| Andreas Flache, ICS |
Why Globalized Communication May Increase Cultural Polarization |
Following Axelrod’s model of cultural dissemination (Axelrod, 1997), formal computational studies of cultural influence have suggested that the larger geographical range of communication in a globalizing world – in particular due to the rise of the internet - may increase global cultural homogeneity and decrease polarization. However, more recent extensions of Axelrod’s model (e.g. Greig, 2002) point to the possibility that global interaction may also sustain diversity by allowing local minorities to find outside support against pressures to conform to local majorities. In the present paper, I argue that these studies may not have gone far enough. I show that two relatively small but consequential extensions of Axelrod’s social influence mechanism turn the effect of range of communication upside-down. The first extension is to assume a continuous opinion space and thus align Axelrod’s model with previous studies of social influence (French, Harary, Abelson, Friedkin). The second is to add rejection and heterophobia to the model.
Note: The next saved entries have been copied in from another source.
use crate::{
    HashMap,
    TypeId,
    context::{Context, DataPlugin},
    hashing::hash_str,
    logging::trace,
    type_of,
};
use rand::{
    Rng,
    SeedableRng,
    distr::uniform::{SampleRange, SampleUniform},
    prelude::Distribution,
};
use std::any::Any;

/// A named, independently seeded random number stream. Use `define_rng!` rather than
/// implementing this by hand.
pub trait RngId: Any {
    type RngType: SeedableRng;
    const NAME: &'static str;
    fn new(seed: u64) -> Self;
    fn rng(&mut self) -> &mut Self::RngType;
}

struct RngPlugin {
    base_seed: u64,
    // This is actually a `HashMap<TypeId, Box<R: RngId>>`.
    rng_map: HashMap<TypeId, Box<dyn Any>>,
}

impl RngPlugin {
    fn clear(&mut self) {
        self.rng_map.clear();
    }

    fn get_rng<R: RngId>(&mut self) -> &mut R::RngType {
        let base_seed = self.base_seed;
        self.rng_map
            .entry(type_of::<R>())
            .or_insert_with(|| {
                // Each stream gets its own offset so streams stay independent of one another
                // and of the order in which they are first used.
                let seed_offset = base_seed.wrapping_add(hash_str(R::NAME));
                Box::new(R::new(seed_offset))
            })
            .downcast_mut::<R>()
            .unwrap() // Will never panic as the entry for `type_of::<R>()` is always an `R`
            .rng()
    }
}

impl DataPlugin for RngPlugin {
    fn create() -> Self {
        RngPlugin {
            base_seed: 0,
            rng_map: HashMap::default(),
        }
    }
}

/// Gets a mutable reference to the random number generator associated with the given
/// `RngId`.
// This is a private free function so that it's not leaked to the public API.
fn get_rng<R: RngId>(context: &mut Context) -> &mut R::RngType {
    context.get_data_container_mut::<RngPlugin>().get_rng::<R>()
}

pub trait ContextRandomExt {
    /// Sets the base seed and discards existing streams so they are re-seeded on next use.
    fn init_random(&mut self, base_seed: u64);

    /// Gets a random sample from the random number generator associated with the given
    /// `RngId` by applying the specified sampler function. If the Rng has not been used
    /// before, one will be created with the base seed you defined in `init_random`.
    fn sample<R: RngId, T>(&mut self, sampler: impl FnOnce(&mut R::RngType) -> T) -> T;

    /// Gets a random sample from the specified distribution using the generator
    /// associated with the given `RngId`.
    fn sample_distr<R: RngId, T>(&mut self, distribution: impl Distribution<T>) -> T
    where
        R::RngType: Rng;

    /// Gets a random sample within the range provided by `range`
    /// using the generator associated with the given `RngId`.
    fn sample_range<R: RngId, S, T>(&mut self, range: S) -> T
    where
        R::RngType: Rng,
        S: SampleRange<T>,
        T: SampleUniform;
}

impl ContextRandomExt for Context {
    fn init_random(&mut self, base_seed: u64) {
        trace!("initializing random module with base seed {base_seed}");
        let rng_container = self.get_data_container_mut::<RngPlugin>();
        rng_container.base_seed = base_seed;
        rng_container.clear();
    }

    fn sample<R: RngId, T>(&mut self, sampler: impl FnOnce(&mut R::RngType) -> T) -> T {
        let rng = get_rng::<R>(self);
        sampler(rng)
    }

    fn sample_distr<R: RngId, T>(&mut self, distribution: impl Distribution<T>) -> T
    where
        R::RngType: Rng,
    {
        let rng = get_rng::<R>(self);
        distribution.sample::<R::RngType>(rng)
    }

    fn sample_range<R: RngId, S, T>(&mut self, range: S) -> T
    where
        R::RngType: Rng,
        S: SampleRange<T>,
        T: SampleUniform,
    {
        self.sample::<R, T>(|rng| rng.random_range(range))
    }
}

/// Defines a named random stream backed by `StdRng`, or by the given generator type.
#[macro_export]
macro_rules! define_rng {
    ($random_id:ident) => {
        $crate::define_rng!($random_id, $crate::rand::rngs::StdRng);
    };
    ($random_id:ident, $rng_type:ty) => {
        pub struct $random_id {
            rng: $rng_type,
        }

        impl $crate::random::RngId for $random_id {
            type RngType = $rng_type;
            const NAME: &'static str = stringify!($random_id);

            fn new(seed: u64) -> Self {
                use $crate::rand::SeedableRng;
                Self {
                    rng: <$rng_type>::seed_from_u64(seed),
                }
            }

            fn rng(&mut self) -> &mut Self::RngType {
                &mut self.rng
            }
        }
    };
}
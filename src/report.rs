//! Snapshot observers that write runs to disk.
//!
//! [`CompartmentReport`] writes one CSV row per day with the realised counts next to the
//! trajectory targets. [`SnapshotWriter`] writes every snapshot, positions included, as one JSON
//! object per line.

use crate::{
    clock::{Snapshot, SnapshotObserver},
    error::SimError,
    population::InfectionStatus::*,
};
use serde::Serialize;
use std::{
    fs::File,
    io::{self, BufWriter, Write},
    path::Path,
};

#[derive(Serialize)]
struct ReportRow {
    day: usize,
    susceptible: usize,
    exposed: usize,
    infected: usize,
    recovered: usize,
    dead: usize,
    target_susceptible: f64,
    target_exposed: f64,
    target_infected: f64,
    target_recovered: f64,
    target_dead: f64,
    fallback_draws: usize,
    shortfall: usize,
}

impl From<&Snapshot> for ReportRow {
    fn from(snapshot: &Snapshot) -> Self {
        let counts = &snapshot.counts;
        let targets = &snapshot.targets;
        ReportRow {
            day: snapshot.day,
            susceptible: counts[Susceptible],
            exposed: counts[Exposed],
            infected: counts[Infected],
            recovered: counts[Recovered],
            dead: counts[Dead],
            target_susceptible: targets[Susceptible],
            target_exposed: targets[Exposed],
            target_infected: targets[Infected],
            target_recovered: targets[Recovered],
            target_dead: targets[Dead],
            fallback_draws: snapshot.reconciliation.fallback_draws,
            shortfall: snapshot.reconciliation.shortfall,
        }
    }
}

pub struct CompartmentReport<W: Write> {
    writer: csv::Writer<W>,
}

impl CompartmentReport<File> {
    pub fn create(path: impl AsRef<Path>) -> Result<Self, SimError> {
        Ok(CompartmentReport {
            writer: csv::Writer::from_path(path)?,
        })
    }
}

impl<W: Write> CompartmentReport<W> {
    pub fn new(writer: W) -> Self {
        CompartmentReport {
            writer: csv::Writer::from_writer(writer),
        }
    }

    /// Flushes and returns the underlying writer.
    pub fn into_inner(self) -> Result<W, SimError> {
        self.writer
            .into_inner()
            .map_err(|error| SimError::Io(io::Error::new(error.error().kind(), error.error().to_string())))
    }
}

impl<W: Write> SnapshotObserver for CompartmentReport<W> {
    fn observe(&mut self, snapshot: &Snapshot) -> Result<(), SimError> {
        self.writer.serialize(ReportRow::from(snapshot))?;
        self.writer.flush()?;
        Ok(())
    }
}

pub struct SnapshotWriter<W: Write> {
    writer: W,
}

impl SnapshotWriter<BufWriter<File>> {
    pub fn create(path: impl AsRef<Path>) -> Result<Self, SimError> {
        Ok(SnapshotWriter {
            writer: BufWriter::new(File::create(path)?),
        })
    }
}

impl<W: Write> SnapshotWriter<W> {
    pub fn new(writer: W) -> Self {
        SnapshotWriter { writer }
    }

    pub fn into_inner(mut self) -> Result<W, SimError> {
        self.writer.flush()?;
        Ok(self.writer)
    }
}

impl<W: Write> SnapshotObserver for SnapshotWriter<W> {
    fn observe(&mut self, snapshot: &Snapshot) -> Result<(), SimError> {
        serde_json::to_writer(&mut self.writer, snapshot)?;
        self.writer.write_all(b"\n")?;
        self.writer.flush()?;
        Ok(())
    }
}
In short, w hen perceived cultural differences between two agents are too large, they are assumed to reject each others’ opinions and develop an increasingly hostile relationship. Computational analyses of the model based on Hopfield’s attractor neural network demonstrate that now increasingly global communication increases rather than decreases the extent of polarization in the population, contrary to Axelrod’s original conclusion. Further experiments identify the window of conditions under which the effect obtains, including a relatively small number of cultural features, and – counterintuitively – a relatively high degree of moderation, that is: willingness to accept small cultural differences.